Unilever’s ambition in the personal care categories such as haircare and deodorant, continues to be strong, where it aims to lead across categories in the different MENA markets. The company has also indentified categories that will add to its existing business opportunities in the region, ice cream being on the cards at present.
The company’s 2015 game plan will see additional focus on markets such as Egypt, KSA and UAE, followed by Oman, Qatar and Bahrain, that the corporate major see as a promising markets. For Mr Rehman, MENA is set for a growth trajectory, and Unilever is poised to tap on this growth.
Three Questions On Cannes Lions, Awards & Recognitions
Our First & Truest Obligation is to the Consumer: Asad ur Rehman
How important are awards in the Unilever MENA scheme of things?
Recognition, including awards, is important for our brand. It creates a cycle of communication and innovation, which requires us to improve on previous year’s accomplishments. However, our first and truest obligation is towards the consumer. The message has to be appealing, effective and engaging. Award is a happy coincidence.
What are your expectations from your agency partners in connecting with the new consumer?
We have some marvellous agencies that are doing fantastic work — Lowe, a regional agency FP7, a creative independent We Want Traffic amongst others. I would like to see more digital specialists like Sapient Nitro, AKQA or RGA coming in the market. We haven’t seen agencies that bring technology at the heart of brand communication. I hope we do see such players because otherwise we will just be applying traditional media principles to new realities of digital, not making the most of the opportunities that technology has to offer.
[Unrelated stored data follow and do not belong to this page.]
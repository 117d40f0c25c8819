pub(crate) mod build;
pub(crate) mod grid;
pub(crate) mod locate;
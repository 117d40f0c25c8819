use super::*;

#[test]
fn opaque_channels_widen_by_byte_replication() {
    let wide = wide_channels(image::Rgba([10, 128, 255, 255]));
    assert_eq!(wide, [10 * 257, 128 * 257, 255 * 257, 0xffff]);
    assert_eq!(wide[0] as u8, 10);
}

#[test]
fn transparent_pixels_widen_to_zero() {
    assert_eq!(wide_channels(image::Rgba([200, 100, 50, 0])), [0, 0, 0, 0]);
}

#[test]
fn partial_alpha_premultiplies() {
    let [r, _, _, a] = wide_channels(image::Rgba([255, 0, 0, 128]));
    assert_eq!(a, 128 * 257);
    assert_eq!(r, 0xffff * 128 / 255);
}

#[test]
fn direction_parses_case_insensitively() {
    assert_eq!("UP".parse::<Direction>().unwrap(), Direction::Up);
    assert_eq!(" left ".parse::<Direction>().unwrap(), Direction::Left);
    assert!(matches!(
        "sideways".parse::<Direction>(),
        Err(SortError::Validation(_))
    ));
}

#[test]
fn direction_display_round_trips() {
    for d in [
        Direction::Right,
        Direction::Left,
        Direction::Up,
        Direction::Down,
    ] {
        assert_eq!(d.to_string().parse::<Direction>().unwrap(), d);
    }
}

#[test]
fn enums_serialize_lowercase() {
    assert_eq!(serde_json::to_string(&CompareKind::Red).unwrap(), "\"red\"");
    assert_eq!(
        serde_json::to_string(&SortOrder::Descending).unwrap(),
        "\"descending\""
    );
    assert_eq!(serde_json::to_string(&Direction::Down).unwrap(), "\"down\"");
}
use crate::{foundation::core::Color, sort::compare::Comparator};

/// Bottom-up merge sort of one span, in place.
///
/// Runs of width 1, 2, 4, ... are merged from `span` into a scratch copy which is then copied
/// back. When two keys tie the right-hand run wins the slot.
///
/// With `crush` set, elements taken from the right-hand run are stored at the left cursor
/// instead of the output cursor. That overwrites already merged output and leaves stale
/// scratch values behind, so the result is no longer a permutation. The store index never
/// leaves the span: the left cursor is at most the run boundary, which is below the run end
/// whenever a right-hand element is still pending.
pub fn sort_span(span: &mut [Color], cmp: Comparator, crush: bool) {
    let n = span.len();
    if n < 2 {
        return;
    }

    let mut scratch = span.to_vec();
    let mut width = 1usize;
    while width < n {
        let mut left = 0usize;
        while left < n {
            let mid = (left + width).min(n);
            let end = (left + 2 * width).min(n);
            merge_runs(span, left, mid, end, &mut scratch, cmp, crush);
            left += 2 * width;
        }
        span.copy_from_slice(&scratch);
        width *= 2;
    }
}

/// Merge `src[left..mid]` and `src[mid..end]` into `dst[left..end]`.
fn merge_runs(
    src: &[Color],
    left: usize,
    mid: usize,
    end: usize,
    dst: &mut [Color],
    cmp: Comparator,
    crush: bool,
) {
    let (mut i, mut j) = (left, mid);
    for k in left..end {
        let take_left = i < mid && (j >= end || cmp.less(src[i], src[j]));
        if take_left {
            dst[k] = src[i];
            i += 1;
        } else {
            let slot = if crush { i } else { k };
            dst[slot] = src[j];
            j += 1;
        }
    }
}

#[cfg(test)]
#[path = "../../tests/unit/sort/merge.rs"]
mod tests;
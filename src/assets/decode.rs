use std::path::Path;

use anyhow::Context as _;

use crate::{
    anim::signal::Signal,
    foundation::{
        core::PixelBuffer,
        error::{SortError, SortResult},
    },
};

/// Decode encoded image bytes into straight-alpha RGBA8.
pub fn decode_image(bytes: &[u8]) -> SortResult<PixelBuffer> {
    let dyn_img = image::load_from_memory(bytes)
        .map_err(|e| SortError::decode(format!("decode image from memory: {e}")))?;
    Ok(dyn_img.to_rgba8())
}

/// Read and decode an image file.
pub fn load_image(path: &Path) -> SortResult<PixelBuffer> {
    let bytes = std::fs::read(path).with_context(|| format!("read image '{}'", path.display()))?;
    decode_image(&bytes).map_err(|e| match e {
        SortError::Decode(msg) => SortError::decode(format!("'{}': {msg}", path.display())),
        other => other,
    })
}

/// Read a file fully as a raw signal, one sample per byte.
pub fn load_raw_signal(path: &Path) -> SortResult<Signal> {
    let bytes =
        std::fs::read(path).with_context(|| format!("read signal file '{}'", path.display()))?;
    tracing::debug!(path = %path.display(), samples = bytes.len(), "loaded raw signal");
    Ok(Signal::from_bytes(&bytes))
}

#[cfg(test)]
#[path = "../../tests/unit/assets/decode.rs"]
mod tests;
#[test]
fn accumulation_away_from_its_declaration_appends_with_add_all() -> Result<()> {
    let mut f = Fixture::new("String");
    let (root, loop_stmt) = append_after_other_statement(&mut f);
    let (mut tree, host) = f.finish(root);

    let options = MigrationOptions {
        prefer_method_refs: false,
        collector_style: CollectorStyle::StaticImport,
        analysis_budget: None,
    };
    let text = rewrite(&pass_with(host, options), &mut tree, loop_stmt)?;
    assert_eq!(
        text,
        "{ List<String> results = new ArrayList<>(); log(\"start\"); \
         results.addAll(source.stream().map(x -> transform(x)).collect(toList())); }"
    );
    Ok(())
}

#[test]
fn forwarding_mapper_becomes_a_bound_method_reference() -> Result<()> {
    let mut f = Fixture::new("String");
    let (root, loop_stmt) = append_after_other_statement(&mut f);
    let (mut tree, host) = f.finish(root);

    let text = rewrite(&pass(host), &mut tree, loop_stmt)?;
    assert_eq!(
        text,
        "{ List<String> results = new ArrayList<>(); log(\"start\"); \
         results.addAll(source.stream().map(this::transform).collect(Collectors.toList())); }"
    );
    Ok(())
}

#[test]
fn filtered_action_becomes_filter_and_for_each() -> Result<()> {
    let mut f = Fixture::new("Item");
    let loop_stmt = filtered_process(&mut f);
    let root = f.block(vec![loop_stmt]);
    let (mut tree, host) = f.finish(root);

    let pass = pass(host);
    let finding = expect_finding(pass.inspect(&tree, loop_stmt)?);
    assert_eq!(finding.kind, FindingKind::GeneralAction);
    assert_eq!(finding.fix_name, "Replace with forEach");

    let outcome = pass.apply(&mut tree, &finding)?;
    assert!(!outcome.folded);
    assert!(!outcome.explicit_lambda);
    assert_eq!(
        tree.text(tree.root()),
        "{ source.stream().filter(x -> x.isValid()).forEach(Sample::process); }"
    );
    Ok(())
}

#[test]
fn method_references_can_be_turned_off() -> Result<()> {
    let mut f = Fixture::new("Item");
    let loop_stmt = filtered_process(&mut f);
    let root = f.block(vec![loop_stmt]);
    let (mut tree, host) = f.finish(root);

    let text = rewrite(&pass_with(host, lambdas_only()), &mut tree, loop_stmt)?;
    assert_eq!(
        text,
        "{ source.stream().filter(x -> x.isValid()).forEach(x -> process(x)); }"
    );
    Ok(())
}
How do you expect Unilever MENA to perform this year on the awards front?
We expect a good year overall but specifically Cannes Lions is tough and global work has an advantage there. We had a good run at the Effie Awards last year and at the Festival of Media MENA. We are pushing forward in quality of innovation in communication and the number of awards we have won in the market has increased in the last couple of years — so hopefully, onwards and upwards.
This article was published in The Arabian Marketer June print issue.